Делез стремится сделать из повторения даже нечто новое: соединить его с испытанием, отбором (отборочным испытанием); представить его высшим объектом воли и свободы. Так понимание воли раскрывается не как следование общему закону, а как преодоление этого закона, как борьба с внешней детерминацией.

Противопоставить повторение нравственному закону, приостановить им этику, сделать его мышлением по ту сторону добра и зла — одна из существенных задач Делеза. Повторение должно проявиться как логика единичного, особенного, как закон «частного мыслителя». «Кьеркегор и Ницше развивают оппозицию образа частного мыслителя, мыслителя-кометы, носителя повторения — образу официального профессора, узаконенного доктора, чья заемная речь опосредована; ее морализаторский источник — в общности понятий (Кьеркегор — против Гегеля, Ницше — против Канта и Гегеля)» [2. С. 19]. В таком понимании повторения Делез действительно во многом следует тематизации этого понятия, введенной Сёреном Кьеркегором в произведении «Повторение».

Кьеркегор делает акцент на различии «вспоминания» и «повторения». «Вспоминание и повторение — это одно и тоже движение, только в разных направлениях: вспоминание — это повторение прошлого, тогда как подлинное повторение — это вспоминание будущего» [6. P. 131]. Вспоминание, будучи обращением к прошлому (как прошлому), ничего не дает человеку, только может сделать его несчастным. Повторение же, даже обращаясь к уже прожитому, оживляет его, делает его актуальным и за счет этого придает ему новые смыслы.

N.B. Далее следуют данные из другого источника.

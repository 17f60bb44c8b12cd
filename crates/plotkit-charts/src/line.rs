//! Line chart over the rows of a table

use crate::render::{label_transform, Chart};
use crate::style::PlotStyle;
use plotkit_common::{PlotKitError, Result};
use plotkit_data::TabularData;
use plotters::coord::Shift;
use plotters::prelude::*;
use plotters::style::FontStyle;
use serde::{Deserialize, Serialize};
use std::cmp::Ordering;

/// Point marker drawn at each data point
#[derive(Debug, Clone, Copy, PartialEq, Eq, Serialize, Deserialize)]
pub enum Marker {
    None,
    Circle,
}

/// Line chart connecting one point per row, in row order
#[derive(Debug, Clone)]
pub struct LinePlot {
    /// Source table
    pub data: TabularData,
    /// Category column drawn along the x axis
    pub x: String,
    /// Numeric column drawn along the y axis
    pub y: String,
    /// Chart title; defaults to "{y} by {x}"
    pub title: Option<String>,
    /// X axis label; defaults to the column name
    pub x_label: Option<String>,
    /// Y axis label; defaults to the column name
    pub y_label: Option<String>,
    /// Palette index for the line color
    pub color_index: usize,
    /// Marker drawn at each point
    pub marker: Marker,
    /// Line stroke width in pixels
    pub line_width: u32,
    /// Draw horizontal gridlines at low opacity
    pub grid: bool,
    /// Sort a copy of the points descending by `y` before drawing; the
    /// source table keeps its row order
    pub sort_by_y: bool,
    /// Requested tick-label rotation in degrees
    pub rotation: f64,
    /// Tick label font size
    pub tick_font_size: u32,
}

impl LinePlot {
    /// Create a line chart with default options
    pub fn new(data: TabularData, x: impl Into<String>, y: impl Into<String>) -> Self {
        Self {
            data,
            x: x.into(),
            y: y.into(),
            title: None,
            x_label: None,
            y_label: None,
            color_index: 0,
            marker: Marker::Circle,
            line_width: 2,
            grid: true,
            sort_by_y: false,
            rotation: 0.0,
            tick_font_size: 10,
        }
    }

    /// Set the chart title
    pub fn with_title(mut self, title: impl Into<String>) -> Self {
        self.title = Some(title.into());
        self
    }

    /// Sort a copy of the points descending by `y` before drawing
    pub fn sorted_desc(mut self) -> Self {
        self.sort_by_y = true;
        self
    }

    /// Extract (label, value) pairs in drawing order. Sorting happens on
    /// this extracted copy only.
    fn series(&self) -> Result<Vec<(String, f64)>> {
        let labels = self.data.text_column(&self.x)?;
        let values = self.data.numeric_column(&self.y)?;
        let mut pairs: Vec<(String, f64)> = labels.into_iter().zip(values).collect();
        if self.sort_by_y {
            pairs.sort_by(|a, b| b.1.partial_cmp(&a.1).unwrap_or(Ordering::Equal));
        }
        Ok(pairs)
    }

    fn default_title(&self) -> String {
        format!("{} by {}", self.y, self.x)
    }
}

impl Chart for LinePlot {
    fn draw<DB: DrawingBackend>(
        &self,
        style: &PlotStyle,
        area: &DrawingArea<DB, Shift>,
    ) -> Result<()>
    where
        DB::ErrorType: std::error::Error + Send + Sync + 'static,
    {
        let series = self.series()?;
        if series.is_empty() {
            return Err(PlotKitError::chart("no data to render in line chart"));
        }

        let n = series.len();
        let (y_min, y_max) = value_range(series.iter().map(|(_, v)| *v));
        let title = self.title.clone().unwrap_or_else(|| self.default_title());
        let title_font = (style.title_font.family.as_str(), style.title_font.size as i32)
            .into_font()
            .style(FontStyle::Bold);

        let mut chart = ChartBuilder::on(area)
            .caption(&title, title_font)
            .margin(style.margins.top as i32)
            .x_label_area_size(style.margins.bottom)
            .y_label_area_size(style.margins.left)
            .build_cartesian_2d(-0.5f64..(n as f64 - 0.5), y_min..y_max)?;

        let labels: Vec<String> = series.iter().map(|(label, _)| label.clone()).collect();
        let tick_font = (style.font.family.as_str(), self.tick_font_size as i32)
            .into_font()
            .transform(label_transform(self.rotation));
        let formatter = |x: &f64| {
            let idx = x.round();
            if (x - idx).abs() < 0.01 && idx >= 0.0 && (idx as usize) < labels.len() {
                labels[idx as usize].clone()
            } else {
                String::new()
            }
        };

        let mut mesh = chart.configure_mesh();
        mesh.x_desc(self.x_label.clone().unwrap_or_else(|| self.x.clone()))
            .y_desc(self.y_label.clone().unwrap_or_else(|| self.y.clone()))
            .x_labels(n.min(24))
            .x_label_style(tick_font)
            .x_label_formatter(&formatter);
        if self.grid {
            mesh.disable_x_mesh()
                .bold_line_style(BLACK.mix(style.grid.opacity))
                .light_line_style(BLACK.mix(style.grid.opacity / 2.0));
        } else {
            mesh.disable_mesh();
        }
        mesh.draw()?;

        let color = style.color(self.color_index);
        chart.draw_series(LineSeries::new(
            series.iter().enumerate().map(|(i, (_, v))| (i as f64, *v)),
            color.stroke_width(self.line_width),
        ))?;

        if self.marker == Marker::Circle {
            chart.draw_series(
                series
                    .iter()
                    .enumerate()
                    .map(|(i, (_, v))| Circle::new((i as f64, *v), 4, color.filled())),
            )?;
        }

        Ok(())
    }

    fn name(&self) -> &'static str {
        "line"
    }
}

fn value_range(values: impl Iterator<Item = f64>) -> (f64, f64) {
    let mut min = f64::INFINITY;
    let mut max = f64::NEG_INFINITY;
    for value in values {
        min = min.min(value);
        max = max.max(value);
    }
    let padding = ((max - min) * 0.05).max(f64::EPSILON);
    let padding = if (max - min).abs() < f64::EPSILON {
        1.0
    } else {
        padding
    };
    (min - padding, max + padding)
}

Это особое значение,

привносимое повторением, ясно и на простом примере, когда учитель говорит ученику: «второй раз я повторяю, что Ясперсен должен сидеть тихо» [6. P. 150]; более рельефно эти смыслы открываются в сложных человеческих чувствах, которые описывает Кьеркегор: любовь, которая живет только воспоминаниями, замкнутая в себе, не может дать человеку всего того, что приносит любовь как постоянное обращение к подлинному объекту. Таким образом, «повторение — это полнота и серьезность существования» [6. P. 133], здесь повторение открывает свою важность не только по отношению к человеку, но и в онтологическом аспекте: «если бы Бог не хотел повторения, мир бы не существовал... мир продолжается, поскольку мир — это повторение» [6. P. 133]. Онтологическая значимость повторения может быть эксплицирована так, что повторение как событие дает вещам возможность самостоятельного существования. Если бы тождественность предметов обусловливалась только возможностью обратиться к их прошлому в некотором, пусть и божественном восприятии, то они потеряли бы и всю свою ценность, и существование. Напротив, самостоятельное поддержание существования вещей благодаря постоянному повторению события их появления, придает каждому их осуществлению упругость и уникальность.

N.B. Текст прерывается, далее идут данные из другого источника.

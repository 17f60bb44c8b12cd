//! Renders one chart of each type from inline data.
//!
//! Run with: cargo run --example basic_charts

use anyhow::Result;
use plotkit_charts::{
    render_to_bytes, save_to_file, BarChart, BoxPlot, HistPlot, LabelFormat, LinePlot, PieChart,
    PieData, PlotStyle, PointPlot, SaveOptions,
};
use plotkit_data::{Column, TabularData};

fn main() -> Result<()> {
    plotkit_common::init_default_logging().map_err(|err| anyhow::anyhow!(err))?;

    let style = PlotStyle::default();
    let data = TabularData::from_columns(vec![
        Column::from_strs(
            "month",
            &["jan", "feb", "mar", "apr", "may", "jun"],
        ),
        Column::from_f64s("revenue", &[1200.0, 950.0, 1430.0, 1100.0, 1740.0, 1580.0]),
        Column::from_strs("team", &["a", "b", "a", "b", "a", "b"]),
    ])?;

    let bar = BarChart::new(data.clone(), "month")
        .with_values("revenue")
        .with_title("Revenue per month");
    save_to_file(&bar, &style, &SaveOptions::to_path("bar.png"))?;

    let line = LinePlot::new(data.clone(), "month", "revenue").with_title("Revenue trend");
    save_to_file(&line, &style, &SaveOptions::to_path("line.png"))?;

    let mut point = PointPlot::new(data.clone(), "month", "revenue");
    point.sort_by_y = true;
    save_to_file(&point, &style, &SaveOptions::to_path("point.png"))?;

    let hist = HistPlot::new(data.clone(), "revenue");
    save_to_file(&hist, &style, &SaveOptions::to_path("hist.png"))?;

    let boxp = BoxPlot::new(data, "team", "revenue", "Revenue by team");
    save_to_file(&boxp, &style, &SaveOptions::to_path("box.png"))?;

    let pie = PieChart::new(PieData::Labeled(vec![
        ("credit".to_string(), 5400.0),
        ("debit".to_string(), 2600.0),
    ]))
    .with_title("Payment split")
    .with_format(LabelFormat::Both);
    save_to_file(&pie, &style, &SaveOptions::to_path("pie.png"))?;

    // charts can also be rendered straight to PNG bytes
    let png = render_to_bytes(&pie, &style, 100)?;
    println!("in-memory pie chart: {} bytes", png.len());

    Ok(())
}
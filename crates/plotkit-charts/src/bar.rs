//! Vertical bar chart over a category column

use crate::render::{label_transform, Chart};
use crate::style::PlotStyle;
use plotkit_common::{PlotKitError, Result};
use plotkit_data::TabularData;
use plotters::coord::Shift;
use plotters::prelude::*;
use plotters::style::FontStyle;

/// Vertical bar chart. With a value column the bars show the per-category
/// mean; without one they show per-category frequency counts.
#[derive(Debug, Clone)]
pub struct BarChart {
    /// Source table
    pub data: TabularData,
    /// Category column
    pub x: String,
    /// Optional value column; counts are plotted when absent
    pub y: Option<String>,
    /// Chart title
    pub title: Option<String>,
    /// X axis label; defaults to the column name
    pub x_label: Option<String>,
    /// Y axis label; defaults to the value column name, or "count"
    pub y_label: Option<String>,
    /// Requested tick-label rotation in degrees
    pub rotation: f64,
    /// Explicit category ordering; first appearance order when absent
    pub order: Option<Vec<String>>,
    /// Palette index for the bar color
    pub color_index: usize,
    /// Figure size override, in inches
    pub figure_size: Option<(f64, f64)>,
}

impl BarChart {
    /// Create a frequency-count bar chart over a category column
    pub fn new(data: TabularData, x: impl Into<String>) -> Self {
        Self {
            data,
            x: x.into(),
            y: None,
            title: None,
            x_label: None,
            y_label: None,
            rotation: 45.0,
            order: None,
            color_index: 2,
            figure_size: None,
        }
    }

    /// Plot per-category means of a value column instead of counts
    pub fn with_values(mut self, y: impl Into<String>) -> Self {
        self.y = Some(y.into());
        self
    }

    /// Set the chart title
    pub fn with_title(mut self, title: impl Into<String>) -> Self {
        self.title = Some(title.into());
        self
    }

    /// Y axis label, falling back to the value column name or "count"
    fn y_axis_label(&self) -> String {
        self.y_label.clone().unwrap_or_else(|| match &self.y {
            Some(column) => column.clone(),
            None => "count".to_string(),
        })
    }

    /// Resolve category order and the bar height for each category
    fn prepare(&self) -> Result<(Vec<String>, Vec<f64>)> {
        let categories = self.data.text_column(&self.x)?;
        let order = match &self.order {
            Some(order) => order.clone(),
            None => first_appearance(&categories),
        };

        let heights = match &self.y {
            Some(column) => {
                let values = self.data.numeric_column(column)?;
                let mut sums = vec![0.0f64; order.len()];
                let mut counts = vec![0usize; order.len()];
                for (category, value) in categories.iter().zip(&values) {
                    if let Some(position) = order.iter().position(|c| c == category) {
                        sums[position] += value;
                        counts[position] += 1;
                    }
                }
                sums.iter()
                    .zip(&counts)
                    .map(|(sum, count)| if *count == 0 { 0.0 } else { sum / *count as f64 })
                    .collect()
            }
            None => {
                let mut counts = vec![0.0f64; order.len()];
                for category in &categories {
                    if let Some(position) = order.iter().position(|c| c == category) {
                        counts[position] += 1.0;
                    }
                }
                counts
            }
        };

        Ok((order, heights))
    }
}

impl Chart for BarChart {
    fn draw<DB: DrawingBackend>(
        &self,
        style: &PlotStyle,
        area: &DrawingArea<DB, Shift>,
    ) -> Result<()>
    where
        DB::ErrorType: std::error::Error + Send + Sync + 'static,
    {
        let (categories, heights) = self.prepare()?;
        if categories.is_empty() {
            return Err(PlotKitError::chart("no data to render in bar chart"));
        }

        let n = categories.len() as i32;
        let max_height = heights.iter().copied().fold(0.0f64, f64::max) * 1.1;
        let max_height = if max_height <= 0.0 { 1.0 } else { max_height };

        let mut builder = ChartBuilder::on(area);
        builder
            .margin(style.margins.top as i32)
            .x_label_area_size(style.margins.bottom)
            .y_label_area_size(style.margins.left);
        if let Some(title) = &self.title {
            let title_font = (style.title_font.family.as_str(), style.title_font.size as i32)
                .into_font()
                .style(FontStyle::Bold);
            builder.caption(title, title_font);
        }
        let mut chart = builder.build_cartesian_2d((0..n).into_segmented(), 0f64..max_height)?;

        let tick_font = (style.font.family.as_str(), 10_i32)
            .into_font()
            .transform(label_transform(self.rotation));

        chart
            .configure_mesh()
            .disable_x_mesh()
            .x_desc(self.x_label.clone().unwrap_or_else(|| self.x.clone()))
            .y_desc(self.y_axis_label())
            .x_label_style(tick_font)
            .x_label_formatter(&|segment| match segment {
                SegmentValue::CenterOf(index) | SegmentValue::Exact(index) => categories
                    .get(*index as usize)
                    .cloned()
                    .unwrap_or_default(),
                SegmentValue::Last => String::new(),
            })
            .draw()?;

        let color = style.color(self.color_index);
        chart.draw_series(
            Histogram::vertical(&chart)
                .style(color.filled())
                .margin(5)
                .data(heights.iter().enumerate().map(|(i, h)| (i as i32, *h))),
        )?;

        Ok(())
    }

    fn name(&self) -> &'static str {
        "bar"
    }

    fn figure_size(&self) -> Option<(f64, f64)> {
        self.figure_size
    }
}

fn first_appearance(categories: &[String]) -> Vec<String> {
    let mut order: Vec<String> = Vec::new();
    for category in categories {
        if !order.contains(category) {
            order.push(category.clone());
        }
    }
    order
}

#[cfg(test)]
mod tests {
    use super::*;
    use plotkit_data::Column;

    fn sample() -> TabularData {
        TabularData::from_columns(vec![
            Column::from_strs("category", &["a", "b", "a", "c", "a", "b"]),
            Column::from_f64s("amount", &[10.0, 20.0, 30.0, 5.0, 20.0, 40.0]),
        ])
        .unwrap()
    }

    #[test]
    fn test_counts_match_manual_tally() {
        let chart = BarChart::new(sample(), "category");
        let (categories, heights) = chart.prepare().unwrap();

        assert_eq!(categories, vec!["a", "b", "c"]);
        assert_eq!(heights, vec![3.0, 2.0, 1.0]);
    }

    #[test]
    fn test_value_bars_are_category_means() {
        let chart = BarChart::new(sample(), "category").with_values("amount");
        let (categories, heights) = chart.prepare().unwrap();

        assert_eq!(categories, vec!["a", "b", "c"]);
        assert_eq!(heights, vec![20.0, 30.0, 5.0]);
    }

    #[test]
    fn test_explicit_order() {
        let mut chart = BarChart::new(sample(), "category");
        chart.order = Some(vec!["c".to_string(), "a".to_string()]);

        let (categories, heights) = chart.prepare().unwrap();
        assert_eq!(categories, vec!["c", "a"]);
        assert_eq!(heights, vec![1.0, 3.0]);
    }

    #[test]
    fn test_default_y_axis_label() {
        let counts = BarChart::new(sample(), "category");
        assert_eq!(counts.y_axis_label(), "count");

        let values = BarChart::new(sample(), "category").with_values("amount");
        assert_eq!(values.y_axis_label(), "amount");

        let mut labeled = BarChart::new(sample(), "category");
        labeled.y_label = Some("total".to_string());
        assert_eq!(labeled.y_axis_label(), "total");
    }

    #[test]
    fn test_missing_category_column_errors() {
        let chart = BarChart::new(sample(), "missing");
        assert!(chart.prepare().is_err());
    }
}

Идентичность субъекта обусловливалась в мировоззрении классики возможностью обращения к самости — гомункулусу, успокаивающему: да, ты тот же. Делез стремится противопоставить повторение не только общим местам, данным нам привычкой, но всему тому, что предоставляет нам память. Привычка может достать нечто новое из повторения, которое мы воспринимаем извне. Мы согласуемся с привычкой только при условии, что внутри нас действует маленький созерцающий мыслящий субъект: именно он извлекает все то общее, что есть в псевдоповторениях частных случаев, и память обнаруживает здесь все частности, растворенные в общности. Однако память и привычка не могут спасти субъекта; в то же время у Ницше и Кьеркегора эти качества уступают место повторению как осуждению привычки и памяти.

Для классического мышления тождество субъекта формируется феноменально благодаря возможности вернуться к себе в прошлом, дать место в настоящем прошедшему акту рефлексии. Но, согласно Делезу, поскольку это лишь псевдоповторение, которое не может полностью возродить прошлого субъекта, а лишь симулирует его, оно должно уступить место современному субъекту-событию. Гомункулус должен осознать свою собственную безосновность (эфемерность) и дать место бессознательной силе жизни, каждый момент учреждающей свою волю.

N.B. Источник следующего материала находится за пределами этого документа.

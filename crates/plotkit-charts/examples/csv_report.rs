//! Loads a CSV file given on the command line and renders a small report.
//!
//! Run with: cargo run --example csv_report -- data.csv category_column value_column

use anyhow::{bail, Result};
use plotkit_charts::{save_to_file, BarChart, HistPlot, LinePlot, PlotStyle, SaveOptions};
use plotkit_data::{read_csv, CsvOptions};

fn main() -> Result<()> {
    plotkit_common::init_default_logging().map_err(|err| anyhow::anyhow!(err))?;

    let mut args = std::env::args().skip(1);
    let (Some(path), Some(category), Some(value)) = (args.next(), args.next(), args.next())
    else {
        bail!("usage: csv_report <file.csv> <category_column> <value_column>");
    };

    // the loader is deliberately forgiving: failures are logged and
    // surface here as None
    let Some(data) = read_csv(&path, &CsvOptions::default()) else {
        bail!("could not load '{}'", path);
    };

    let style = PlotStyle::default();

    let bar = BarChart::new(data.clone(), category.as_str())
        .with_values(value.as_str())
        .with_title(format!("{} per {}", value, category));
    save_to_file(&bar, &style, &SaveOptions::to_path("report_bar.png"))?;

    let line = LinePlot::new(data.clone(), category.as_str(), value.as_str()).sorted_desc();
    save_to_file(&line, &style, &SaveOptions::to_path("report_ranking.png"))?;

    let hist = HistPlot::new(data, value.as_str());
    save_to_file(&hist, &style, &SaveOptions::to_path("report_hist.png"))?;

    println!("wrote report_bar.png, report_ranking.png, report_hist.png");
    Ok(())
}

Повторение проявляется при переходе от одного порядка общностей к другому, появляясь благодаря именно этому переходу. Данный переход происходит так, как если бы повторение могло проступать каким-то образом между двумя общностями. Но тогда остается возможность принять различное по сущности за различие уровней. Поскольку общность предполагает и формирует только гипотетическое повторение: в том случае, если даны определенные условия, то... Это подразумевает, что в подобных целостностях всегда можно будет удерживать и отбирать тождественные факторы, фиксирующие бытие — самотождественность феномена. То есть общность так или иначе задается действиями субъекта, который указывает на необходимые ему факторы.

Но в этом случае нельзя понять, кто именно устанавливает повторение, что в этом повторении действительно является значимым. Повторение отсылает к особой силе, по сути отличной от общности, которой, для того чтобы проявиться, необходимо использовать искусственный переход от одного порядка общностей к другому. То есть повторение онтологически предшествует нашим актам разделения и отождествления, поэтому оно несет в себе «особую силу», оно обусловливает наше приравнивание. Повторение предшествует действиям субъекта.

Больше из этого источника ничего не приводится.